What the task asks ::
Find the word "clone" in the data below and copy each line that holds it.

[Collected data]
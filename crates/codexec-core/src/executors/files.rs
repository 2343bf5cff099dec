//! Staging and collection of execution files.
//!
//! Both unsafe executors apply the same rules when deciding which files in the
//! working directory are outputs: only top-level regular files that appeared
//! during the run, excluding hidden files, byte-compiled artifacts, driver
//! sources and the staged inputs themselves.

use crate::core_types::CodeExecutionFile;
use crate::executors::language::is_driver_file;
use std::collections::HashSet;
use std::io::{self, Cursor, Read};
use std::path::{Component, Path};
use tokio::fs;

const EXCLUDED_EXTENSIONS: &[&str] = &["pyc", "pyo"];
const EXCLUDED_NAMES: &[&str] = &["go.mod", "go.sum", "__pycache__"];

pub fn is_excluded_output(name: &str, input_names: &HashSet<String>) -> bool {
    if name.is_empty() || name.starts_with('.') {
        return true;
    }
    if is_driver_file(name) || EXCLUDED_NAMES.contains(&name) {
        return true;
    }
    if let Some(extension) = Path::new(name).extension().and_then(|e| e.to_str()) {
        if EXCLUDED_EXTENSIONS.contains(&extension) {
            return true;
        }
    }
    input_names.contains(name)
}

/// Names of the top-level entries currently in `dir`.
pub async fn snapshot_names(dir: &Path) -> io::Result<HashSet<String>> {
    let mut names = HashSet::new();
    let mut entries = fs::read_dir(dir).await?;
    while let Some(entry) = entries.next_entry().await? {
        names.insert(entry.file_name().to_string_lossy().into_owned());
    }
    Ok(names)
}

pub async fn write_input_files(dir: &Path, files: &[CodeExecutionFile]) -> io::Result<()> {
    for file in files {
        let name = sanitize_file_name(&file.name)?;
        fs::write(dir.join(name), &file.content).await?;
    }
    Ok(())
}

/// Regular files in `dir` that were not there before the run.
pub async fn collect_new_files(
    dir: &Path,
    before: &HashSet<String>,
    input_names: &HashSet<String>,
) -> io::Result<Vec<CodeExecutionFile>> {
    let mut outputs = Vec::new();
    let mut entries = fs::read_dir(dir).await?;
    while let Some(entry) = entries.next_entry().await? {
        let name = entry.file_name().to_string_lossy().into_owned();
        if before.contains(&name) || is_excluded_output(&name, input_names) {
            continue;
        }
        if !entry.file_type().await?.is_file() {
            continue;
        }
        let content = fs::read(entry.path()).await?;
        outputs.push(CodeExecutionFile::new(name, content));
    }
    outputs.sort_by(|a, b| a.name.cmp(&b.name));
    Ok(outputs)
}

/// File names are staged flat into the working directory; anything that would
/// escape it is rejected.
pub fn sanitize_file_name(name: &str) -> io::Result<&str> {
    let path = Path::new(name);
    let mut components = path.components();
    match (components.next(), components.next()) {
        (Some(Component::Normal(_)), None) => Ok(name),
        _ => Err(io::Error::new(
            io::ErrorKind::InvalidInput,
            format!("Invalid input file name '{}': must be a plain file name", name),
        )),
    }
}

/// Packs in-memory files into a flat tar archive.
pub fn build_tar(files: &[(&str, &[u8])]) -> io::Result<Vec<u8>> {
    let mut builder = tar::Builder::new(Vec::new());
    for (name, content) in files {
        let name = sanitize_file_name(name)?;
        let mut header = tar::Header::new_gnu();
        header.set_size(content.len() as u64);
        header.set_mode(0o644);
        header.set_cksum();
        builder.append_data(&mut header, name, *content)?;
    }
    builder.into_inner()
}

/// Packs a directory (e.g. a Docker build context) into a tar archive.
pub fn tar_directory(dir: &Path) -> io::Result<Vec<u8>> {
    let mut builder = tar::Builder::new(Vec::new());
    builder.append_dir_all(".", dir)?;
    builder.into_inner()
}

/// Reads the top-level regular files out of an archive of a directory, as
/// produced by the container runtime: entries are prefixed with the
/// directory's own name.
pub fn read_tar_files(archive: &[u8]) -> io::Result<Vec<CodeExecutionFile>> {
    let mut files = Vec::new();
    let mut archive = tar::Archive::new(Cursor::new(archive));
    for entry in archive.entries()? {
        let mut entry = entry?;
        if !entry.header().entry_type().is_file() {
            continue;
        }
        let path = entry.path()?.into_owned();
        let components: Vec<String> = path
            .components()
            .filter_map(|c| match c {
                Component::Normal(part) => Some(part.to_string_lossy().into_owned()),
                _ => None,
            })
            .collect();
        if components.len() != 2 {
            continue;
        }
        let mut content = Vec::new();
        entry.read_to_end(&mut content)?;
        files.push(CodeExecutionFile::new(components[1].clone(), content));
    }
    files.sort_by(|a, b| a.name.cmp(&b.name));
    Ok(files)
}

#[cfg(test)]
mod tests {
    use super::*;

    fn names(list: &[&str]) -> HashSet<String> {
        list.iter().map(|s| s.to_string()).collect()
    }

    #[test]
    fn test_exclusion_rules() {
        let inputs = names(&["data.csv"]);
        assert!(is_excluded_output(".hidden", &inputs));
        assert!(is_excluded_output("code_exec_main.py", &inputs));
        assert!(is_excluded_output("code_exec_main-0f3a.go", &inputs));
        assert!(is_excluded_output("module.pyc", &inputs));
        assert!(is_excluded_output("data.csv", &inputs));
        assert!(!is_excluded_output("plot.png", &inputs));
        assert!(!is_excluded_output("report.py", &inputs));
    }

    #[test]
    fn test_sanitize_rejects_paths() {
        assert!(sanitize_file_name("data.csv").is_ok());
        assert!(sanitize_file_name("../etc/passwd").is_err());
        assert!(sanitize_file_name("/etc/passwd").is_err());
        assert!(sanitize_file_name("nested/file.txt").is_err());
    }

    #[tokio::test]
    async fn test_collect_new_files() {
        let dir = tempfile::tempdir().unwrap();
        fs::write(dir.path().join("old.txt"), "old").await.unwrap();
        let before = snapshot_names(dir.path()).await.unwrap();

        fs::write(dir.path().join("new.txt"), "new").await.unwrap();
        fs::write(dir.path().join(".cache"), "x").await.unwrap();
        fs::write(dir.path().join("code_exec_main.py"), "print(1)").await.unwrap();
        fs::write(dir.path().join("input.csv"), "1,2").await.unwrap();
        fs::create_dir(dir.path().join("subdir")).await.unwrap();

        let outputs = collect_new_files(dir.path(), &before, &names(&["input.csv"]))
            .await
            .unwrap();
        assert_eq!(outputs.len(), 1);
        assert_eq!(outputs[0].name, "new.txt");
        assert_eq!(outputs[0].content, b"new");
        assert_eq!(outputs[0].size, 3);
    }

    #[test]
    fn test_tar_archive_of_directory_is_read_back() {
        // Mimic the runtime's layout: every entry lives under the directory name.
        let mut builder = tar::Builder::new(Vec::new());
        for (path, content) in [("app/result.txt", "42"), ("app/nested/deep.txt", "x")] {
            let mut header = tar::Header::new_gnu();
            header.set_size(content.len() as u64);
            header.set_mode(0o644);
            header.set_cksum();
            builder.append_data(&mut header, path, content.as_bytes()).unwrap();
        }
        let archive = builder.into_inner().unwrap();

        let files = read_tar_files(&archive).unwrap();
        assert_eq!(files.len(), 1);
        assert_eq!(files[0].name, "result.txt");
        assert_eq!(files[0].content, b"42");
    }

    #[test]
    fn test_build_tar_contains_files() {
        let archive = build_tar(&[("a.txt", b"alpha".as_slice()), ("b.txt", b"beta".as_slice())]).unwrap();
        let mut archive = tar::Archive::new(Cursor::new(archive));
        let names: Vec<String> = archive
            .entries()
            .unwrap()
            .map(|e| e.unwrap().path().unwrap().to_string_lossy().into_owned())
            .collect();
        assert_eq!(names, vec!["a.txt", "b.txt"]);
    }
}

...

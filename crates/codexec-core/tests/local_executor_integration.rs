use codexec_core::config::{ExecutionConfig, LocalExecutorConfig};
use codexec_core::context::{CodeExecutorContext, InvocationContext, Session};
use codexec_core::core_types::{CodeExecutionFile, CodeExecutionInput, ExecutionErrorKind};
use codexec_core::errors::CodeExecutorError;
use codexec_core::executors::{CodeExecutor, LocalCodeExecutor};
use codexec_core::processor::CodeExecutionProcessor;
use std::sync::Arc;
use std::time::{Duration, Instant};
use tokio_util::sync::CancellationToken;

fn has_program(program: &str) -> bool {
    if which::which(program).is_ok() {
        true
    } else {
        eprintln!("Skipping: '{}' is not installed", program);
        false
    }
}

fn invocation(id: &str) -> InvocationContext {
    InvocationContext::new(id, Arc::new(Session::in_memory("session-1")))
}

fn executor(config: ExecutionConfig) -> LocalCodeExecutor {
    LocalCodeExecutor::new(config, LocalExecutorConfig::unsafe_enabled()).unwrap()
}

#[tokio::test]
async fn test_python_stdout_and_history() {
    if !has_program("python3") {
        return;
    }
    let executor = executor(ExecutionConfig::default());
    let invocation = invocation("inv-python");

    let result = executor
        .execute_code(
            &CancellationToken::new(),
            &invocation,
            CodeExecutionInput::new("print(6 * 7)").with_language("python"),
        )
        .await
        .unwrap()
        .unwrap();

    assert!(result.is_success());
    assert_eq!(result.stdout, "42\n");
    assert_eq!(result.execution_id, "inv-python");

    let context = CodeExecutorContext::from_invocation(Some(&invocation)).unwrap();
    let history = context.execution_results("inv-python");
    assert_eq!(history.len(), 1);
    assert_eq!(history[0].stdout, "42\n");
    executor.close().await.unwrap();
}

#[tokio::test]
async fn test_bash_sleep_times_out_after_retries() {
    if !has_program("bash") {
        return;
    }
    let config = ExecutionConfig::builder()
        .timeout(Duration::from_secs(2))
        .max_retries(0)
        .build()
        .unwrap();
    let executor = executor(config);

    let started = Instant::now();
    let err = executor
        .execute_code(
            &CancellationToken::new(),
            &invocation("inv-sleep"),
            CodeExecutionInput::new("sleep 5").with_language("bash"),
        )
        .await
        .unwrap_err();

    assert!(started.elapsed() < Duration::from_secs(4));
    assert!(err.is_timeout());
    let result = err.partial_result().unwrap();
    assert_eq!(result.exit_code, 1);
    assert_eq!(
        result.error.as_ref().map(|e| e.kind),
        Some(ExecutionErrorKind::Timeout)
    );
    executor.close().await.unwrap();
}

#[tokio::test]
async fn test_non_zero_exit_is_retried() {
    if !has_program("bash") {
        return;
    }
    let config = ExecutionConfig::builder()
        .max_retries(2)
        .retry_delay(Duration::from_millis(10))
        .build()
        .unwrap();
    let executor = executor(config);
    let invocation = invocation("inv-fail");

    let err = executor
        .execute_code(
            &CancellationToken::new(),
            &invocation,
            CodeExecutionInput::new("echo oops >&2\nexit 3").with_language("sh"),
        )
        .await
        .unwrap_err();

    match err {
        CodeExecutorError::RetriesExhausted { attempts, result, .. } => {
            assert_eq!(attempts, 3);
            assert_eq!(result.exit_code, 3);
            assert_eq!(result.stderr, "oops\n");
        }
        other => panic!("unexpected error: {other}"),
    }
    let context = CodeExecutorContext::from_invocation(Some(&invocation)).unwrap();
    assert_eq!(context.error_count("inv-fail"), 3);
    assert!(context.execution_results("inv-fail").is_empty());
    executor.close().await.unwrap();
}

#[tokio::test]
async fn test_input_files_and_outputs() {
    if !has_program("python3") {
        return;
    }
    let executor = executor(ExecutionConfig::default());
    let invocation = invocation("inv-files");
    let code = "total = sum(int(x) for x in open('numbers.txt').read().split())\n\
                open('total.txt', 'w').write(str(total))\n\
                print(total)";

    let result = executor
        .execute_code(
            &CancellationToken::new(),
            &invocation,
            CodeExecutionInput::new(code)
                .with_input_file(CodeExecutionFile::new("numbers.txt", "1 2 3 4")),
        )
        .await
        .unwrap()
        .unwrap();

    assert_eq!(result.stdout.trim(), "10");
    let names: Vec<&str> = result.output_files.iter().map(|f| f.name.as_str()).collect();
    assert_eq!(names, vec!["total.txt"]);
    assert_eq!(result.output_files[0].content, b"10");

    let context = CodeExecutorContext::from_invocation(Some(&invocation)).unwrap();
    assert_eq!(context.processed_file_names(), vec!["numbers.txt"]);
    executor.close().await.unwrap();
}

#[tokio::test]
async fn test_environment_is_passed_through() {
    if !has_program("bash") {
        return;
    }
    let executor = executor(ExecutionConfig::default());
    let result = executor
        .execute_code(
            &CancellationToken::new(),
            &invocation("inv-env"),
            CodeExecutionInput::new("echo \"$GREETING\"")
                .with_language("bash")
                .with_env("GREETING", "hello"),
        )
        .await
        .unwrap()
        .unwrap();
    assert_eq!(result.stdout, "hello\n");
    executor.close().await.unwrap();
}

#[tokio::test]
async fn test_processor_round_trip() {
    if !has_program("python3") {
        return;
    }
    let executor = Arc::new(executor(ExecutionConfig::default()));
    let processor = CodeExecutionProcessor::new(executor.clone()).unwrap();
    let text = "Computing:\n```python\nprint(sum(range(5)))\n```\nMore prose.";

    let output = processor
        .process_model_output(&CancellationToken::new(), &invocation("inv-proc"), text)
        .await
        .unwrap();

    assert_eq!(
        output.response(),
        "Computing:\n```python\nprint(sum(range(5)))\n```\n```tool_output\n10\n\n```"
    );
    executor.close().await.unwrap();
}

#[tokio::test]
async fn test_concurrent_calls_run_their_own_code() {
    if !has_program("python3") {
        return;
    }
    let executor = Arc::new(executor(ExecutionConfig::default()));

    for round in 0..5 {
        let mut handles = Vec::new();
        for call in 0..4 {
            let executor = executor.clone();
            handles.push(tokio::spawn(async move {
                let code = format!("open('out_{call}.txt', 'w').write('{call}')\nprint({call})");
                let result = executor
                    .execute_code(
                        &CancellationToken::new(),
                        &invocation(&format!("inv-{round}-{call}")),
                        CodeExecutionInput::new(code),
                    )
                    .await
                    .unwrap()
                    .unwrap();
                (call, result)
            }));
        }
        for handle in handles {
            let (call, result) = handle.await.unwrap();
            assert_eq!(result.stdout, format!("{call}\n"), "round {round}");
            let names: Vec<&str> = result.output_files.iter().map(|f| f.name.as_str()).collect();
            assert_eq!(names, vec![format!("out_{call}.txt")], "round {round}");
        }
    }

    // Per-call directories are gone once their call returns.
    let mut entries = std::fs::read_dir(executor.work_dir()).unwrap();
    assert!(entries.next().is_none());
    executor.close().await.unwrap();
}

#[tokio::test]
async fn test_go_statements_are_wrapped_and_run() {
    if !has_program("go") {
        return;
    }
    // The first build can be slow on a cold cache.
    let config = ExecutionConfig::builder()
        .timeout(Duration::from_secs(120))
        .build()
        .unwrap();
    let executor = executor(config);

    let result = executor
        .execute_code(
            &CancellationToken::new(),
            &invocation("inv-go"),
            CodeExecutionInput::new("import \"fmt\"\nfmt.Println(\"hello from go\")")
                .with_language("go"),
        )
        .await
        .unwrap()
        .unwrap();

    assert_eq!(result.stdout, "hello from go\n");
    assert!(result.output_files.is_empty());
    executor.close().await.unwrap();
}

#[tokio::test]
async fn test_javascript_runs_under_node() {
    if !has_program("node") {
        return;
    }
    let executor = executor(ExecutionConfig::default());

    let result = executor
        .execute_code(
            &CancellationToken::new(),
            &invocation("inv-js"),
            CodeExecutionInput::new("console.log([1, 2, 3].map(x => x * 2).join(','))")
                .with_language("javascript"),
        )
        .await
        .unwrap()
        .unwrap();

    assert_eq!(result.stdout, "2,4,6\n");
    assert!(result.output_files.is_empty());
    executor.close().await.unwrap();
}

Solution to the exercise ::
        files.push(CodeExecutionFile::new(components[1].clone(), content));
    let processor = CodeExecutionProcessor::new(executor.clone()).unwrap();
            let executor = executor.clone();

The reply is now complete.